Frontier Martial Arts Research Continues

Research for my Frontier Rough & Tumble (FRT) martial arts program continues hot and heavy.  Here’s a rundown of what I’ve been doing over the last month or so along with some pictures.

Onward and upward!

Field Research

  • This weekend I will be attending the 68th Annual Chickahominy Indian Pow-Wow.  I hope to learn more about indigenous culture and connect with fellow locals interested in both FRT and Powhatan Indian language revival.  Wingapo!
  • Last weekend I visited the Frontier Culture Museum in Staunton Virginia (see photo set below).  I took numerous notes and photos and spoke with management about FRT teaching opportunities at the property.  Ms.
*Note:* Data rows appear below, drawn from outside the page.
//! Application configuration.
//!
//! Handles loading, validating, and merging `feature-scripts.toml`. User
//! values are merged on top of stock defaults, so a config file only needs
//! the keys it wants to change.
//!
//! ## Configuration Options
//!
//! ```toml
//! [catalog]
//! pages = "catalog/pages.json"
//! templates = "catalog/templates.json"
//! disallow_lists = "catalog/disallow_lists.json"
//! caution_lists = "catalog/caution_lists.json"
//!
//! [validation]
//! profile_url_prefix = "https://vero.co/"
//! none_membership = "None"
//!
//! [hubs.snap]
//! raw_tag = true
//! community_tag = true
//! hub_tag = false
//! membership_prefix = "Snap "
//! memberships = ["None", "Snap Member", "Snap VIP Member"]
//! staff_levels = ["Mod", "Co-Admin", "Admin"]
//! ```
//!
//! Unknown keys are rejected to catch typos early.

use crate::resolve::HubCapabilities;
use serde::{Deserialize, Serialize};
use std::collections::BTreeMap;
use std::fs;
use std::path::{Path, PathBuf};
use thiserror::Error;

/// Default config file name, looked up in the working directory.
pub const CONFIG_FILENAME: &str = "feature-scripts.toml";

#[derive(Error, Debug)]
pub enum ConfigError {
    #[error("IO error: {0}")]
    Io(#[from] std::io::Error),
    #[error("TOML parse error: {0}")]
    Toml(#[from] toml::de::Error),
    #[error("Config validation error: {0}")]
    Validation(String),
}

#[derive(Debug, Clone, Serialize, Deserialize)]
#[serde(default, deny_unknown_fields)]
pub struct AppConfig {
    /// Locations of the catalog documents.
    pub catalog: CatalogConfig,
    /// Constants used by the validation rules.
    pub validation: ValidationConfig,
    /// Per-hub rules, keyed by hub name.
    pub hubs: BTreeMap<String, HubConfig>,
}

impl Default for AppConfig {
    fn default() -> Self {
        let mut hubs = BTreeMap::new();
        hubs.insert("snap".to_string(), HubConfig::snap());
        hubs.insert("click".to_string(), HubConfig::click());
        hubs.insert("other".to_string(), HubConfig::other());
        Self {
            catalog: CatalogConfig::default(),
            validation: ValidationConfig::default(),
            hubs,
        }
    }
}

impl AppConfig {
    /// Validate config values are usable.
    pub fn validate(&self) -> Result<(), ConfigError> {
        if self.hubs.is_empty() {
            return Err(ConfigError::Validation("at least one hub must be configured".into()));
        }
        for (name, hub) in &self.hubs {
            if hub.memberships.is_empty() {
                return Err(ConfigError::Validation(format!(
                    "hubs.{name}.memberships must not be empty"
                )));
            }
        }
        if self.validation.profile_url_prefix.is_empty() {
            return Err(ConfigError::Validation(
                "validation.profile_url_prefix must not be empty".into(),
            ));
        }
        Ok(())
    }

    /// Rules for `hub`. Unconfigured hubs support no tags and strip nothing.
    pub fn hub(&self, hub: &str) -> HubConfig {
        self.hubs.get(hub).cloned().unwrap_or_default()
    }

    /// Resolve relative catalog paths against `base`.
    pub fn resolve_paths(&mut self, base: &Path) {
        let catalog = &mut self.catalog;
        for path in [
            &mut catalog.pages,
            &mut catalog.templates,
            &mut catalog.disallow_lists,
            &mut catalog.caution_lists,
        ] {
            if path.is_relative() {
                *path = base.join(&*path);
            }
        }
    }
}

/// Catalog document locations.
#[derive(Debug, Clone, Serialize, Deserialize)]
#[serde(default, deny_unknown_fields)]
pub struct CatalogConfig {
    pub pages: PathBuf,
    pub templates: PathBuf,
    pub disallow_lists: PathBuf,
    pub caution_lists: PathBuf,
}

impl Default for CatalogConfig {
    fn default() -> Self {
        Self {
            pages: PathBuf::from("catalog/pages.json"),
            templates: PathBuf::from("catalog/templates.json"),
            disallow_lists: PathBuf::from("catalog/disallow_lists.json"),
            caution_lists: PathBuf::from("catalog/caution_lists.json"),
        }
    }
}

#[derive(Debug, Clone, Serialize, Deserialize)]
#[serde(default, deny_unknown_fields)]
pub struct ValidationConfig {
    /// Every user profile URL must start with this.
    pub profile_url_prefix: String,
    /// Membership label meaning "no membership selected".
    pub none_membership: String,
}

impl Default for ValidationConfig {
    fn default() -> Self {
        Self {
            profile_url_prefix: "https://vero.co/".to_string(),
            none_membership: "None".to_string(),
        }
    }
}

/// What a hub supports and which labels it offers.
#[derive(Debug, Clone, Default, PartialEq, Eq, Serialize, Deserialize)]
#[serde(default, deny_unknown_fields)]
pub struct HubConfig {
    /// Hub supports the `raw` template qualifier.
    pub raw_tag: bool,
    /// Hub supports the `community` template qualifier.
    pub community_tag: bool,
    /// Hub supports the `hub` template qualifier.
    pub hub_tag: bool,
    /// Prefix dropped from membership labels in `%%MEMBERLEVEL%%`.
    #[serde(skip_serializing_if = "Option::is_none")]
    pub membership_prefix: Option<String>,
    /// Membership labels, in display order.
    pub memberships: Vec<String>,
    /// Staff level labels, in display order.
    pub staff_levels: Vec<String>,
}

fn labels(items: &[&str]) -> Vec<String> {
    items.iter().map(|s| s.to_string()).collect()
}

impl HubConfig {
    pub fn snap() -> Self {
        Self {
            raw_tag: true,
            community_tag: true,
            hub_tag: false,
            membership_prefix: Some("Snap ".to_string()),
            memberships: labels(&[
                "None",
                "Artist",
                "Snap Member",
                "Snap VIP Member",
                "Snap VIP Gold Member",
                "Snap Platinum Member",
                "Snap Elite Member",
                "Snap Hall of Fame Member",
                "Snap Diamond Member",
            ]),
            staff_levels: labels(&["Mod", "Co-Admin", "Admin", "Guest moderator"]),
        }
    }

    pub fn click() -> Self {
        Self {
            raw_tag: false,
            community_tag: false,
            hub_tag: true,
            membership_prefix: None,
            memberships: labels(&[
                "None",
                "Artist",
                "Click Member",
                "Click Bronze Member",
                "Click Silver Member",
                "Click Gold Member",
                "Click Platinum Member",
            ]),
            staff_levels: labels(&["Mod", "Co-Admin", "Admin"]),
        }
    }

    pub fn other() -> Self {
        Self {
            memberships: labels(&["None", "Artist"]),
            staff_levels: labels(&["Mod", "Co-Admin", "Admin"]),
            ..Self::default()
        }
    }

    pub fn capabilities(&self) -> HubCapabilities {
        HubCapabilities {
            raw_tag: self.raw_tag,
            community_tag: self.community_tag,
            hub_tag: self.hub_tag,
        }
    }
}

// =============================================================================
// Config loading, merging, and validation
// =============================================================================

/// Returns the stock default config as a `toml::Value::Table`.
pub fn stock_defaults_value() -> Result<toml::Value, ConfigError> {
    toml::Value::try_from(AppConfig::default())
        .map_err(|e| ConfigError::Validation(format!("stock config does not serialize: {e}")))
}

/// Recursively merge `overlay` on top of `base`.
///
/// - Tables are merged key-by-key (overlay keys override base keys).
/// - Non-table values in overlay replace base values entirely.
/// - Keys in base that are not in overlay are preserved.
pub fn merge_toml(base: toml::Value, overlay: toml::Value) -> toml::Value {
    match (base, overlay) {
        (toml::Value::Table(mut base_table), toml::Value::Table(overlay_table)) => {
            for (key, overlay_val) in overlay_table {
                let merged = match base_table.remove(&key) {
                    Some(base_val) => merge_toml(base_val, overlay_val),
                    None => overlay_val,
                };
                base_table.insert(key, merged);
            }
            toml::Value::Table(base_table)
        }
        (_, overlay) => overlay,
    }
}

/// Merge user config text onto the stock defaults, then deserialize and validate.
pub fn parse_config(text: &str) -> Result<AppConfig, ConfigError> {
    let overlay: toml::Value = toml::from_str(text)?;
    let merged = merge_toml(stock_defaults_value()?, overlay);
    let config: AppConfig = merged.try_into()?;
    config.validate()?;
    Ok(config)
}

/// Load the config file at `path`.
///
/// A missing file yields the stock defaults. Relative catalog paths are
/// resolved against the file's directory.
pub fn load_config(path: &Path) -> Result<AppConfig, ConfigError> {
    let mut config = if path.exists() {
        parse_config(&fs::read_to_string(path)?)?
    } else {
        AppConfig::default()
    };
    let base = path.parent().unwrap_or_else(|| Path::new(""));
    config.resolve_paths(base);
    Ok(config)
}

/// Returns a fully-commented stock config file.
///
/// Used by the `gen-config` CLI command.
pub fn stock_config_toml() -> &'static str {
    r##"# Feature Scripts Configuration
# =============================
# All settings are optional. Remove or comment out any you don't need.
# Values shown below are the defaults. Unknown keys cause an error.

# ---------------------------------------------------------------------------
# Catalog documents (relative paths resolve against this file's directory)
# ---------------------------------------------------------------------------
[catalog]
pages = "catalog/pages.json"
templates = "catalog/templates.json"
# Either { "hub": ["user", ...] } or a flat ["user", ...] applying to all hubs.
disallow_lists = "catalog/disallow_lists.json"
caution_lists = "catalog/caution_lists.json"

# ---------------------------------------------------------------------------
# Validation
# ---------------------------------------------------------------------------
[validation]
# User profile URLs must start with this.
profile_url_prefix = "https://vero.co/"
# Membership label meaning "nothing selected". Blocks script generation.
none_membership = "None"

# ---------------------------------------------------------------------------
# Hubs
# ---------------------------------------------------------------------------
# raw_tag / community_tag / hub_tag: which template qualifiers the hub
# supports. Tags a hub doesn't support are ignored when picking templates.
# membership_prefix: dropped from the label substituted for %%MEMBERLEVEL%%.
[hubs.snap]
raw_tag = true
community_tag = true
hub_tag = false
membership_prefix = "Snap "
memberships = [
    "None",
    "Artist",
    "Snap Member",
    "Snap VIP Member",
    "Snap VIP Gold Member",
    "Snap Platinum Member",
    "Snap Elite Member",
    "Snap Hall of Fame Member",
    "Snap Diamond Member",
]
staff_levels = ["Mod", "Co-Admin", "Admin", "Guest moderator"]

[hubs.click]
raw_tag = false
community_tag = false
hub_tag = true
memberships = [
    "None",
    "Artist",
    "Click Member",
    "Click Bronze Member",
    "Click Silver Member",
    "Click Gold Member",
    "Click Platinum Member",
]
staff_levels = ["Mod", "Co-Admin", "Admin"]

[hubs.other]
raw_tag = false
community_tag = false
hub_tag = false
memberships = ["None", "Artist"]
staff_levels = ["Mod", "Co-Admin", "Admin"]
"##
}
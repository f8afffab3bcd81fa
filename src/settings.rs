//! User settings.
//!
//! The engine never touches ambient state. Persistence goes through a
//! [`SettingsStore`] handed to the session, and the values the engine cares
//! about are read into the typed [`UserSettings`] schema.
//!
//! ## Keys
//!
//! | Key | Meaning | Default |
//! |-----|---------|---------|
//! | `Page` | last selected page id | `""` |
//! | `YourName` | moderator alias | `""` |
//! | `YourFirstName` | moderator first name | `""` |
//! | `StaffLevel` | staff level | `"Mod"` |
//! | `StaffLevel_<pageId>` | staff level for one page | `StaffLevel` |
//! | `StaffLevelPerPage` | remember staff level per page | `false` |
//! | `IncludeSpace` | insert a space after `@` in mentions | `false` |
//!
//! Unknown keys are ignored; missing keys take their default.

use log::warn;
use std::collections::BTreeMap;
use std::fs;
use std::path::{Path, PathBuf};
use thiserror::Error;

pub const KEY_PAGE: &str = "Page";
pub const KEY_YOUR_NAME: &str = "YourName";
pub const KEY_YOUR_FIRST_NAME: &str = "YourFirstName";
pub const KEY_STAFF_LEVEL: &str = "StaffLevel";
pub const KEY_STAFF_LEVEL_PER_PAGE: &str = "StaffLevelPerPage";
pub const KEY_INCLUDE_SPACE: &str = "IncludeSpace";

pub const DEFAULT_STAFF_LEVEL: &str = "Mod";

#[derive(Error, Debug)]
pub enum SettingsError {
    #[error("IO error: {0}")]
    Io(#[from] std::io::Error),
    #[error("TOML parse error: {0}")]
    Parse(#[from] toml::de::Error),
    #[error("TOML write error: {0}")]
    Write(#[from] toml::ser::Error),
}

/// Narrow key/value persistence used by the engine.
pub trait SettingsStore {
    fn get(&self, key: &str) -> Option<String>;
    fn set(&mut self, key: &str, value: &str);

    fn get_or(&self, key: &str, default: &str) -> String {
        self.get(key).unwrap_or_else(|| default.to_string())
    }
}

/// In-memory store, used by tests and one-shot CLI runs.
#[derive(Debug, Clone, Default)]
pub struct MemorySettings {
    values: BTreeMap<String, String>,
}

impl MemorySettings {
    pub fn new() -> Self {
        Self::default()
    }
}

impl SettingsStore for MemorySettings {
    fn get(&self, key: &str) -> Option<String> {
        self.values.get(key).cloned()
    }

    fn set(&mut self, key: &str, value: &str) {
        self.values.insert(key.to_string(), value.to_string());
    }
}

/// Flat TOML table of string values on disk.
///
/// Changes are held in memory until [`FileSettings::save`].
#[derive(Debug, Clone)]
pub struct FileSettings {
    path: PathBuf,
    values: BTreeMap<String, String>,
    dirty: bool,
}

impl FileSettings {
    /// Open the settings file at `path`. A missing file is an empty store.
    ///
    /// Non-string values are kept in their TOML text form.
    pub fn open(path: &Path) -> Result<Self, SettingsError> {
        let mut values = BTreeMap::new();
        if path.exists() {
            let table: toml::Table = toml::from_str(&fs::read_to_string(path)?)?;
            for (key, value) in table {
                let text = match value {
                    toml::Value::String(s) => s,
                    other => other.to_string(),
                };
                values.insert(key, text);
            }
        }
        Ok(Self {
            path: path.to_path_buf(),
            values,
            dirty: false,
        })
    }

    pub fn path(&self) -> &Path {
        &self.path
    }

    pub fn is_dirty(&self) -> bool {
        self.dirty
    }

    /// Write the store back to disk if anything changed.
    pub fn save(&mut self) -> Result<(), SettingsError> {
        if !self.dirty {
            return Ok(());
        }
        if let Some(parent) = self.path.parent() {
            if !parent.as_os_str().is_empty() {
                fs::create_dir_all(parent)?;
            }
        }
        fs::write(&self.path, toml::to_string(&self.values)?)?;
        self.dirty = false;
        Ok(())
    }
}

impl SettingsStore for FileSettings {
    fn get(&self, key: &str) -> Option<String> {
        self.values.get(key).cloned()
    }

    fn set(&mut self, key: &str, value: &str) {
        if self.values.get(key).map(String::as_str) != Some(value) {
            self.values.insert(key.to_string(), value.to_string());
            self.dirty = true;
        }
    }
}

/// Key under which the staff level for `page_id` is stored.
pub fn staff_level_key(page_id: &str) -> String {
    format!("{KEY_STAFF_LEVEL}_{page_id}")
}

fn parse_bool(key: &str, value: Option<String>) -> bool {
    match value.as_deref().map(str::trim) {
        None | Some("") => false,
        Some(v) if v.eq_ignore_ascii_case("true") => true,
        Some(v) if v.eq_ignore_ascii_case("false") => false,
        Some(v) => {
            warn!("ignoring setting {key}: expected true or false, got {v:?}");
            false
        }
    }
}

/// The settings the engine reads, with defaults applied.
#[derive(Debug, Clone, PartialEq, Eq)]
pub struct UserSettings {
    pub page: String,
    pub your_name: String,
    pub your_first_name: String,
    pub staff_level: String,
    pub staff_level_per_page: bool,
    pub include_space: bool,
}

impl Default for UserSettings {
    fn default() -> Self {
        Self {
            page: String::new(),
            your_name: String::new(),
            your_first_name: String::new(),
            staff_level: DEFAULT_STAFF_LEVEL.to_string(),
            staff_level_per_page: false,
            include_space: false,
        }
    }
}

impl UserSettings {
    pub fn load(store: &dyn SettingsStore) -> Self {
        let defaults = Self::default();
        let staff_level_per_page = parse_bool(KEY_STAFF_LEVEL_PER_PAGE, store.get(KEY_STAFF_LEVEL_PER_PAGE));
        let page = store.get_or(KEY_PAGE, &defaults.page);
        let staff_level = load_staff_level(store, staff_level_per_page, &page);
        Self {
            your_name: store.get_or(KEY_YOUR_NAME, &defaults.your_name),
            your_first_name: store.get_or(KEY_YOUR_FIRST_NAME, &defaults.your_first_name),
            include_space: parse_bool(KEY_INCLUDE_SPACE, store.get(KEY_INCLUDE_SPACE)),
            page,
            staff_level,
            staff_level_per_page,
        }
    }

    pub fn save(&self, store: &mut dyn SettingsStore) {
        store.set(KEY_PAGE, &self.page);
        store.set(KEY_YOUR_NAME, &self.your_name);
        store.set(KEY_YOUR_FIRST_NAME, &self.your_first_name);
        store.set(KEY_STAFF_LEVEL_PER_PAGE, bool_text(self.staff_level_per_page));
        store.set(KEY_INCLUDE_SPACE, bool_text(self.include_space));
        store_staff_level(store, self.staff_level_per_page, &self.page, &self.staff_level);
    }
}

fn bool_text(value: bool) -> &'static str {
    if value { "true" } else { "false" }
}

/// Staff level for `page_id`, falling back to the global one.
pub fn load_staff_level(store: &dyn SettingsStore, per_page: bool, page_id: &str) -> String {
    let global = store.get_or(KEY_STAFF_LEVEL, DEFAULT_STAFF_LEVEL);
    if per_page && !page_id.is_empty() {
        store.get(&staff_level_key(page_id)).unwrap_or(global)
    } else {
        global
    }
}

pub fn store_staff_level(store: &mut dyn SettingsStore, per_page: bool, page_id: &str, level: &str) {
    if per_page && !page_id.is_empty() {
        store.set(&staff_level_key(page_id), level);
    } else {
        store.set(KEY_STAFF_LEVEL, level);
    }
}

#[cfg(test)]
mod tests {
    use super::*;
    use tempfile::TempDir;

    #[test]
    fn missing_keys_take_defaults() {
        let settings = UserSettings::load(&MemorySettings::new());
        assert_eq!(settings, UserSettings::default());
        assert_eq!(settings.staff_level, "Mod");
    }

    #[test]
    fn round_trips_through_store() {
        let mut store = MemorySettings::new();
        let settings = UserSettings {
            page: "snap:longexposure".into(),
            your_name: "bob".into(),
            your_first_name: "Bob".into(),
            staff_level: "Admin".into(),
            staff_level_per_page: false,
            include_space: true,
        };
        settings.save(&mut store);
        assert_eq!(UserSettings::load(&store), settings);
    }

    #[test]
    fn malformed_bool_defaults_to_false() {
        let mut store = MemorySettings::new();
        store.set(KEY_INCLUDE_SPACE, "sometimes");
        assert!(!UserSettings::load(&store).include_space);
        store.set(KEY_INCLUDE_SPACE, "TRUE");
        assert!(UserSettings::load(&store).include_space);
    }

    #[test]
    fn staff_level_per_page() {
        let mut store = MemorySettings::new();
        store.set(KEY_STAFF_LEVEL, "Admin");
        store_staff_level(&mut store, true, "snap:a", "Co-Admin");
        assert_eq!(load_staff_level(&store, true, "snap:a"), "Co-Admin");
        assert_eq!(load_staff_level(&store, true, "snap:b"), "Admin");
        assert_eq!(load_staff_level(&store, false, "snap:a"), "Admin");
    }

    #[test]
    fn file_settings_persist() {
        let tmp = TempDir::new().unwrap();
        let path = tmp.path().join("nested/settings.toml");

        let mut store = FileSettings::open(&path).unwrap();
        assert!(store.get(KEY_YOUR_NAME).is_none());
        store.set(KEY_YOUR_NAME, "bob");
        assert!(store.is_dirty());
        store.save().unwrap();
        assert!(!store.is_dirty());

        let reopened = FileSettings::open(&path).unwrap();
        assert_eq!(reopened.get(KEY_YOUR_NAME).as_deref(), Some("bob"));
    }

    #[test]
    fn file_settings_ignore_unknown_and_stringify_values() {
        let tmp = TempDir::new().unwrap();
        let path = tmp.path().join("settings.toml");
        fs::write(&path, "IncludeSpace = true\nSomethingElse = 3\nYourName = \"bob\"\n").unwrap();

        let store = FileSettings::open(&path).unwrap();
        let settings = UserSettings::load(&store);
        assert!(settings.include_space);
        assert_eq!(settings.your_name, "bob");
    }

    #[test]
    fn unchanged_set_is_not_dirty() {
        let tmp = TempDir::new().unwrap();
        let path = tmp.path().join("settings.toml");
        fs::write(&path, "YourName = \"bob\"\n").unwrap();
        let mut store = FileSettings::open(&path).unwrap();
        store.set(KEY_YOUR_NAME, "bob");
        assert!(!store.is_dirty());
    }
}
Vaughn showed interest and we are going to try and put some demonstrations together.
  • Back in August I visited Crockett Tavern in Morristown, TN.  More about that trip here.
  • Camping.  Making an effort to get as much outdoor adventure time worked into my busy schedule as possible.

Books Read

Physical and experimental Studies

  • Movement experimentation, both armed and unarmed.  Including but not limited to obstacle clearing, safety rolling, vaulting, scrambling, running, and quad running.
  • Applications of traditional chores for strength building.  Repetitive hauling, lifting, digging, ramming, chopping, hammering, etc.
  • Meditation, contemplation and prayer practice.  Increased time commitment and added new emphasis on practical postures, less-than-ideal conditions, and lack of predictability.
  • Practical spirituality studies.  Exploring the places where Christian ideas, indigenous myths and stories, prehistoric art, and practical hunting, fighting, and observation skills all overlap.  Big discoveries here folks — big, Big, BIG.
  • Mark Hatmaker’s RAW Program.  And of course I am enrolled in Hatmaker’s distance learning program which includes, boxing, wrestling and FRT.  Mark is the man.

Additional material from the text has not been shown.